THE PROBLEM - State, as a bare number, how many lines below contain "false".

[Dataset entries]
+-------+
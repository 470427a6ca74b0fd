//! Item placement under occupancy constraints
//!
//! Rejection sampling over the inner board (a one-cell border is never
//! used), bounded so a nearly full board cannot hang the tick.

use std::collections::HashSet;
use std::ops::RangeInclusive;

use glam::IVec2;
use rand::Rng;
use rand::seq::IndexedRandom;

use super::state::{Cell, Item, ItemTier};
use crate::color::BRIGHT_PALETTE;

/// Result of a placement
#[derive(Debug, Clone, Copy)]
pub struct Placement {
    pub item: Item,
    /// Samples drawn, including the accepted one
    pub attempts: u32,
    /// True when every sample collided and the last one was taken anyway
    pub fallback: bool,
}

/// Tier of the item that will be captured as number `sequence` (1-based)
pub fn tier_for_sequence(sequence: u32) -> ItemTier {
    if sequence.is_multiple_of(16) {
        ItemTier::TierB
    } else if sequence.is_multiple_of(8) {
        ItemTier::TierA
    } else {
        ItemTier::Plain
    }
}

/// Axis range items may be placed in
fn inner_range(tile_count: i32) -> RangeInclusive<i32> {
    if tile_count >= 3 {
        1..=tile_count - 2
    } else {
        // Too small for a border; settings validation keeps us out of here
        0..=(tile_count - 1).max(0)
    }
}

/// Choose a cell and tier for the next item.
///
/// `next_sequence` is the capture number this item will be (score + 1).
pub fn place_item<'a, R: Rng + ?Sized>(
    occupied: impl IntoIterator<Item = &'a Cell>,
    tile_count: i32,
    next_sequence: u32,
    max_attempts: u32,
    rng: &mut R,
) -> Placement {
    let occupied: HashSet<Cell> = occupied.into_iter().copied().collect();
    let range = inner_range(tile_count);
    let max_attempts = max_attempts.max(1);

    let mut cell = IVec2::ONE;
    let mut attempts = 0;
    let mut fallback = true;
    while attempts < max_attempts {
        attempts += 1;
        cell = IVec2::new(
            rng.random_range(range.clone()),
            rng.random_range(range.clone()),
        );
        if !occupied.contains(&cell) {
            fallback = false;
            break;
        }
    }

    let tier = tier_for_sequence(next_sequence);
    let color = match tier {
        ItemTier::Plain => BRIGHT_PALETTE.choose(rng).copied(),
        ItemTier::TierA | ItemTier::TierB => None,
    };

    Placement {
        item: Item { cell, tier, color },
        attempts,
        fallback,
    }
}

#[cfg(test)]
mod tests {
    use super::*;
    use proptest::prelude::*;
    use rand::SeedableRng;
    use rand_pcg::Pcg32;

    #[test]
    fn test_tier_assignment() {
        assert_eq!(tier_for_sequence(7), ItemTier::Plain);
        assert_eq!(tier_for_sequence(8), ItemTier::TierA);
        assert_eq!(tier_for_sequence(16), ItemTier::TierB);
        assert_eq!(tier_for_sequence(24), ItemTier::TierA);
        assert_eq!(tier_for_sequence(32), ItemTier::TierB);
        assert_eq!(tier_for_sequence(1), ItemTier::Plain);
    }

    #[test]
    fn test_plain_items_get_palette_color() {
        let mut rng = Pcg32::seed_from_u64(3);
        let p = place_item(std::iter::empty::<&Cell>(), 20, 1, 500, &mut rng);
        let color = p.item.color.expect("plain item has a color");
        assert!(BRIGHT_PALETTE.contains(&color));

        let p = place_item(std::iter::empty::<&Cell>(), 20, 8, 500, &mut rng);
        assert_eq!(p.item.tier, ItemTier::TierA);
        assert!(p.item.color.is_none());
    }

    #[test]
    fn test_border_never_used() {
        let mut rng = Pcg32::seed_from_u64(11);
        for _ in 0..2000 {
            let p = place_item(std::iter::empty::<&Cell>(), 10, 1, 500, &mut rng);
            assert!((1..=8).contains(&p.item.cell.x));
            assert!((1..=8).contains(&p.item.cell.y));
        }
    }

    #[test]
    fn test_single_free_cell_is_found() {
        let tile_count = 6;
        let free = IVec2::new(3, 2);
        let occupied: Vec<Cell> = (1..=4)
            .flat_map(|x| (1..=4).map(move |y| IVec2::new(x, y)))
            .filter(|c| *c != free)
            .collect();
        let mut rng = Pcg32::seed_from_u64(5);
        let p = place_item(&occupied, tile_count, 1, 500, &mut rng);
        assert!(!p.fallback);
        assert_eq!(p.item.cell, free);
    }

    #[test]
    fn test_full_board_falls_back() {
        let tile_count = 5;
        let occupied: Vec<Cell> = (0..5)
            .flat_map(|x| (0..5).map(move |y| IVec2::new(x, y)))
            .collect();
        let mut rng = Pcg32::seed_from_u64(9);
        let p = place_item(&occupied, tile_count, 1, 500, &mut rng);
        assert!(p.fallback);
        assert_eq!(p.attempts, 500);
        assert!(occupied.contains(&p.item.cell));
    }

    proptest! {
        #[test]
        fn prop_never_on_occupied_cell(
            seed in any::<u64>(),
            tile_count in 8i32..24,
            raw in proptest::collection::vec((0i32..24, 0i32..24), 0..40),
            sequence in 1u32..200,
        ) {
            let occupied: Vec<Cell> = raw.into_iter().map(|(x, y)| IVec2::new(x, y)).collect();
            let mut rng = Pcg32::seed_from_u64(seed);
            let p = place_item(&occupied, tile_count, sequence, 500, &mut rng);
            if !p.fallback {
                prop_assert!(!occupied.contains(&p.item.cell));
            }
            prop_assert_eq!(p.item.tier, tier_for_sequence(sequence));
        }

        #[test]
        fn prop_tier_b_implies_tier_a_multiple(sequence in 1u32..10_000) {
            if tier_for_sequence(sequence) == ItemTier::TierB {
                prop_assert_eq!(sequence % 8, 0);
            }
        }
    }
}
+-------+
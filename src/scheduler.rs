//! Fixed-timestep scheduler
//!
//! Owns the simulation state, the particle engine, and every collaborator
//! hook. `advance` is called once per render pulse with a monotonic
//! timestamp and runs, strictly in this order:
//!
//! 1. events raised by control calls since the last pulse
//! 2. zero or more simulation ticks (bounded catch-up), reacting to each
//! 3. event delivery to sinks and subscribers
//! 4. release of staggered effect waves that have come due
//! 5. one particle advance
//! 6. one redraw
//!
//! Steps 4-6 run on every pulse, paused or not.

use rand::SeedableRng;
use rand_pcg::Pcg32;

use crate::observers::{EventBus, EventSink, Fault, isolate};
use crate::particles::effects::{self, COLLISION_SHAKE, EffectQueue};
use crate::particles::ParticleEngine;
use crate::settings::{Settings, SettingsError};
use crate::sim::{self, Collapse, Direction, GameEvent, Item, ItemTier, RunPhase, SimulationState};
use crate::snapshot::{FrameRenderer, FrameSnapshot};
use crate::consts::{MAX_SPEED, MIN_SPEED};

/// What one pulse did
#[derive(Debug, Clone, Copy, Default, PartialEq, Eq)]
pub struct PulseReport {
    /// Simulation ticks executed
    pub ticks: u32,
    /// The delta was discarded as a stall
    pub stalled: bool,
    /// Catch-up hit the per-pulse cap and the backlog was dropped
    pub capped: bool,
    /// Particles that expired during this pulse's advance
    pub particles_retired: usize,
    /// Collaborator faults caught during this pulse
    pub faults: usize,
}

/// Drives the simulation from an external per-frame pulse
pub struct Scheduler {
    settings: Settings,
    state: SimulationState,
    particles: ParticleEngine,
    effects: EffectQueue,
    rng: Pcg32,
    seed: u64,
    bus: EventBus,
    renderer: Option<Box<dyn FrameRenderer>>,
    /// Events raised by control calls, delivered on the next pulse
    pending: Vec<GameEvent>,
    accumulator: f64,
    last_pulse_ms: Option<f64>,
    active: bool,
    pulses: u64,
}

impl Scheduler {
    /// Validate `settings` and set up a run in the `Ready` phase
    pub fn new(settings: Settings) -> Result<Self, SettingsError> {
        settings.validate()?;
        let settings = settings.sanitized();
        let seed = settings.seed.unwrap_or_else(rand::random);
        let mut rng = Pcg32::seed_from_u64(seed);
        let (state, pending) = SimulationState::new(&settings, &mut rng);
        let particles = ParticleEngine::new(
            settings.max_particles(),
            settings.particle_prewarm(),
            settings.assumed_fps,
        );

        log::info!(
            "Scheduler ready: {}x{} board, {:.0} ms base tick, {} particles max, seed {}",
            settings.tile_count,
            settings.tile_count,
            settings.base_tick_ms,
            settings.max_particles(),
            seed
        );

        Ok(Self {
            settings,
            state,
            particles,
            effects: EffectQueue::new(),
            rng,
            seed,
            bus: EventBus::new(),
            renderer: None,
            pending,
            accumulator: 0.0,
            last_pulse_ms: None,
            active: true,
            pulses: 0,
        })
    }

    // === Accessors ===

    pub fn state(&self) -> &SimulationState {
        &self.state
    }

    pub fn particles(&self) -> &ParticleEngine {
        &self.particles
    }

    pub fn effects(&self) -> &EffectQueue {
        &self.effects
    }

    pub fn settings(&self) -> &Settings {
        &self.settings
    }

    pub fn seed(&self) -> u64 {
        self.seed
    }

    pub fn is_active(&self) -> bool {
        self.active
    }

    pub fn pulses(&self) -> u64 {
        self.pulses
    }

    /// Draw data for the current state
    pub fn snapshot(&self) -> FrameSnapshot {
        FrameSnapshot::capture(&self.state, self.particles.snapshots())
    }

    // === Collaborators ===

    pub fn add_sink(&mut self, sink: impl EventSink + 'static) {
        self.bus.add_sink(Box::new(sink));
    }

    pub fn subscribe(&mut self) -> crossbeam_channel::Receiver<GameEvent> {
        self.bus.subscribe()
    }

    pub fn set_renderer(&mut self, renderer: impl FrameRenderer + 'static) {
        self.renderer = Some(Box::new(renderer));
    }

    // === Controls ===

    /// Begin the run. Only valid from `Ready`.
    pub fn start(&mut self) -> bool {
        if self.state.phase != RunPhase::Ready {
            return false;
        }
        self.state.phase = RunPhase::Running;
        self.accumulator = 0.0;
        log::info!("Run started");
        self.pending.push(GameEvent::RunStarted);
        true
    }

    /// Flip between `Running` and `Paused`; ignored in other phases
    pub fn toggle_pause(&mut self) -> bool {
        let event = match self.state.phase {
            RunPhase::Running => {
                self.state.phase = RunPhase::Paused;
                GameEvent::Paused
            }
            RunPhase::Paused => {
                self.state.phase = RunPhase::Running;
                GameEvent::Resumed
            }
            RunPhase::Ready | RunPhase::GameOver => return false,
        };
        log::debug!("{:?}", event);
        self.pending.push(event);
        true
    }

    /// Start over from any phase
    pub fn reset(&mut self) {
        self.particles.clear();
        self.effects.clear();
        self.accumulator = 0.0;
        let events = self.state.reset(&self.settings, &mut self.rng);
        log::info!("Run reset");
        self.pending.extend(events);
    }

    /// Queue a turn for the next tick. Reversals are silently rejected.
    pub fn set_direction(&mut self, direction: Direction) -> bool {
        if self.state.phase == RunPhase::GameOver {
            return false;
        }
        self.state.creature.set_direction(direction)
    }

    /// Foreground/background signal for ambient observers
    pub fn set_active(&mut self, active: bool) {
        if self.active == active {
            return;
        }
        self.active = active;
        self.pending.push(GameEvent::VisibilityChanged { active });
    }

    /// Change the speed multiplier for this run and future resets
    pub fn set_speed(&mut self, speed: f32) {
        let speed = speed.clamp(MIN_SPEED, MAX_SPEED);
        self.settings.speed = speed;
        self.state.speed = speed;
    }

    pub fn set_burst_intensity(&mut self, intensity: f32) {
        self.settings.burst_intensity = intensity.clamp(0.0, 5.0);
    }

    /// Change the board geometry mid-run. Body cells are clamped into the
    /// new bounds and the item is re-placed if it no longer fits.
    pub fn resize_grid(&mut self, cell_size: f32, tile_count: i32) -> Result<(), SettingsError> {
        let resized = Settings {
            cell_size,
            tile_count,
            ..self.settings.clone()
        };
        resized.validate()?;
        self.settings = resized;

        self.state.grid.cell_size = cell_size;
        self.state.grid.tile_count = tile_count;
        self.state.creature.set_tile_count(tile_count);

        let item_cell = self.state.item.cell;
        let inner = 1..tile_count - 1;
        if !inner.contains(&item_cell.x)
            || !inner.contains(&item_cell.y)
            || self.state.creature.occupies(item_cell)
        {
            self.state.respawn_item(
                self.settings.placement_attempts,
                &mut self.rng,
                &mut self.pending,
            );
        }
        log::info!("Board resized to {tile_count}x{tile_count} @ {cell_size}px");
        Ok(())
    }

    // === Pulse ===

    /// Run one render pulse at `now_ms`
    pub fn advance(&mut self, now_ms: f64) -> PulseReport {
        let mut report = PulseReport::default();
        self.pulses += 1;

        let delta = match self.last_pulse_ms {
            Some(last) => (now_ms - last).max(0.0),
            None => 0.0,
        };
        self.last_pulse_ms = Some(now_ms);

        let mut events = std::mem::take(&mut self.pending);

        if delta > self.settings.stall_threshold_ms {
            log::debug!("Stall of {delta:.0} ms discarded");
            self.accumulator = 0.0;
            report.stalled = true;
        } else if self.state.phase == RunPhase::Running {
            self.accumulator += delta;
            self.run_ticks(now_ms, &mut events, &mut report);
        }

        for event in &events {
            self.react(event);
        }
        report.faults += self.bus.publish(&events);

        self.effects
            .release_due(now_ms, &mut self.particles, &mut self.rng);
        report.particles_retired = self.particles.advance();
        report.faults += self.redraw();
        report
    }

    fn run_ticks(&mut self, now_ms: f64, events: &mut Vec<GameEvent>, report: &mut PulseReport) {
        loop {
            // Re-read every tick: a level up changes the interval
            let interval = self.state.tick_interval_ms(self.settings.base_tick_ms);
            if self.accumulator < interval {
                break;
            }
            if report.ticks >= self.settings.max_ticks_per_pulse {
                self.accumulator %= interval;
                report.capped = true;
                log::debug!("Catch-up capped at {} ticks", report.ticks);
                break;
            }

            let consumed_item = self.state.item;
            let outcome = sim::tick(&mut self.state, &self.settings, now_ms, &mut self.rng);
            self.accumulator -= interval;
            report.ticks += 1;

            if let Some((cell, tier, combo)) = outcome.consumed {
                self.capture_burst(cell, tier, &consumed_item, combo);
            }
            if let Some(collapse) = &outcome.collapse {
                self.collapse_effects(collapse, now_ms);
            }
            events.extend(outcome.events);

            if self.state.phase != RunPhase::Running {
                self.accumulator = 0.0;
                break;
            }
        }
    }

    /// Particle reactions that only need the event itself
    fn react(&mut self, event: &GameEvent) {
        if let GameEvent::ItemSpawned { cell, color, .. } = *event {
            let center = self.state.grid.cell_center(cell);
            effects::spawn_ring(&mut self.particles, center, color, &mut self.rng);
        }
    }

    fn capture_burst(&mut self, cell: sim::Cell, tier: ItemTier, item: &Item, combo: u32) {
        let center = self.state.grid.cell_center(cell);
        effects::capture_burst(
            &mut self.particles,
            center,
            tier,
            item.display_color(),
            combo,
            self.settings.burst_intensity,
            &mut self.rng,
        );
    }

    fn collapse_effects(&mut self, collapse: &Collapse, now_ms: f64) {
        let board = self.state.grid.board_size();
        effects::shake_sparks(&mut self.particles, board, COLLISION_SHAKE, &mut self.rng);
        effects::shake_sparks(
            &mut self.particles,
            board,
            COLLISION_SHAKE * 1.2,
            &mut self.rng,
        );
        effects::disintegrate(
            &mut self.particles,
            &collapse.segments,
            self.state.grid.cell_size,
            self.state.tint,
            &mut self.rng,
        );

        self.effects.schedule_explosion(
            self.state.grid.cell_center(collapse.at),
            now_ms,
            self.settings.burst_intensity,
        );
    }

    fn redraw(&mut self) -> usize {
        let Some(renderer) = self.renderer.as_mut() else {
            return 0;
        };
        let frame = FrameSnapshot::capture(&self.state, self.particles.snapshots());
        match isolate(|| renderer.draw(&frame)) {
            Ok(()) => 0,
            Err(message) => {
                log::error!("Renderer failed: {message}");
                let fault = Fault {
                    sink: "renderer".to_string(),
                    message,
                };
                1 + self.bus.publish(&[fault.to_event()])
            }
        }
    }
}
+-------+
WRITTEN REPLY - 4